The Phoenix Roadrunners were a professional ice hockey team in the World Hockey Association (WHA) from 1974 to 1977. They played at Arizona Veterans Memorial Coliseum in Phoenix, Arizona. The organization folded for financial reasons before the remaining teams in the WHA merged with the NHL in 1979. The colors of the team were blue and gold.

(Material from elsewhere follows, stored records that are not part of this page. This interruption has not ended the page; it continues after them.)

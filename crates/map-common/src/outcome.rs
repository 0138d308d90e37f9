//! Exact-or-degraded results.
//!
//! A conversion either fails outright (`Err(MapError)`) or produces output.
//! Output produced through a fallback path carries the reasons, so callers
//! can tell exact results from best-effort ones.

use serde::{Deserialize, Serialize};
use std::fmt;

/// A non-fatal reduction in output fidelity.
#[derive(Debug, Clone, PartialEq, Eq, Serialize, Deserialize)]
#[serde(tag = "kind", rename_all = "snake_case")]
pub enum Degradation {
    /// CRS label had no UTM zone; coordinates were treated as WGS84.
    ReprojectionUnavailable { crs_label: String },
    /// Clipping failed; the full raster was used.
    ClipFailed { reason: String },
    /// Boundary geometry is neither Polygon nor MultiPolygon; no clip.
    UnsupportedGeometry { geometry_type: String },
    /// Requested region is not in the boundary file; no clip.
    BoundaryNotFound { name: String },
}

impl fmt::Display for Degradation {
    fn fmt(&self, f: &mut fmt::Formatter<'_>) -> fmt::Result {
        match self {
            Degradation::ReprojectionUnavailable { crs_label } => write!(
                f,
                "no UTM zone in CRS '{}', coordinates treated as WGS84",
                crs_label
            ),
            Degradation::ClipFailed { reason } => {
                write!(f, "clip failed ({}), using full raster", reason)
            }
            Degradation::UnsupportedGeometry { geometry_type } => write!(
                f,
                "boundary geometry '{}' is not a polygon, using full raster",
                geometry_type
            ),
            Degradation::BoundaryNotFound { name } => {
                write!(f, "boundary '{}' not found, using full raster", name)
            }
        }
    }
}

/// A value plus the degradations incurred while producing it.
#[derive(Debug, Clone, PartialEq)]
pub struct Outcome<T> {
    pub value: T,
    pub degradations: Vec<Degradation>,
}

impl<T> Outcome<T> {
    pub fn exact(value: T) -> Self {
        Self {
            value,
            degradations: Vec::new(),
        }
    }

    pub fn degraded(value: T, reason: Degradation) -> Self {
        Self {
            value,
            degradations: vec![reason],
        }
    }

    pub fn is_exact(&self) -> bool {
        self.degradations.is_empty()
    }

    pub fn push(&mut self, reason: Degradation) {
        self.degradations.push(reason);
    }

    pub fn map<U>(self, f: impl FnOnce(T) -> U) -> Outcome<U> {
        Outcome {
            value: f(self.value),
            degradations: self.degradations,
        }
    }

    /// Move this outcome's degradations onto `other`'s and return the value.
    pub fn merge_into<U>(self, other: &mut Outcome<U>) -> T {
        other.degradations.extend(self.degradations);
        self.value
    }

    pub fn into_parts(self) -> (T, Vec<Degradation>) {
        (self.value, self.degradations)
    }
}

#[cfg(test)]
mod tests {
    use super::*;

    #[test]
    fn test_exact_and_degraded() {
        let exact = Outcome::exact(1);
        assert!(exact.is_exact());

        let degraded = Outcome::degraded(
            2,
            Degradation::BoundaryNotFound {
                name: "Frascati".into(),
            },
        );
        assert!(!degraded.is_exact());
        assert_eq!(degraded.degradations.len(), 1);
    }

    #[test]
    fn test_merge_into_collects_reasons() {
        let mut outer = Outcome::exact("image");
        let inner = Outcome::degraded(
            7,
            Degradation::ClipFailed {
                reason: "no overlap".into(),
            },
        );
        let value = inner.merge_into(&mut outer);
        assert_eq!(value, 7);
        assert!(!outer.is_exact());
    }

    #[test]
    fn test_serialized_tag() {
        let json = serde_json::to_value(Degradation::ReprojectionUnavailable {
            crs_label: "EPSG:3035".into(),
        })
        .unwrap();
        assert_eq!(json["kind"], "reprojection_unavailable");
        assert_eq!(json["crs_label"], "EPSG:3035");
    }
}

In 1996 the Winnipeg Jets, a former WHA franchise, moved to Phoenix and became the Phoenix Coyotes (now the Arizona Coyotes).  In 2016, the Coyotes purchased their AHL affiliate (the Springfield Falcons), and moved them to Tucson. The Tucson Roadrunners use a logo very similar to the WHA Roadrunners.

History

The franchise originally competed in the Western Hockey League (WHL) from 1967 to 1974 after being moved from Victoria, British Columbia, where they had played for the three previous seasons as the Maple Leafs.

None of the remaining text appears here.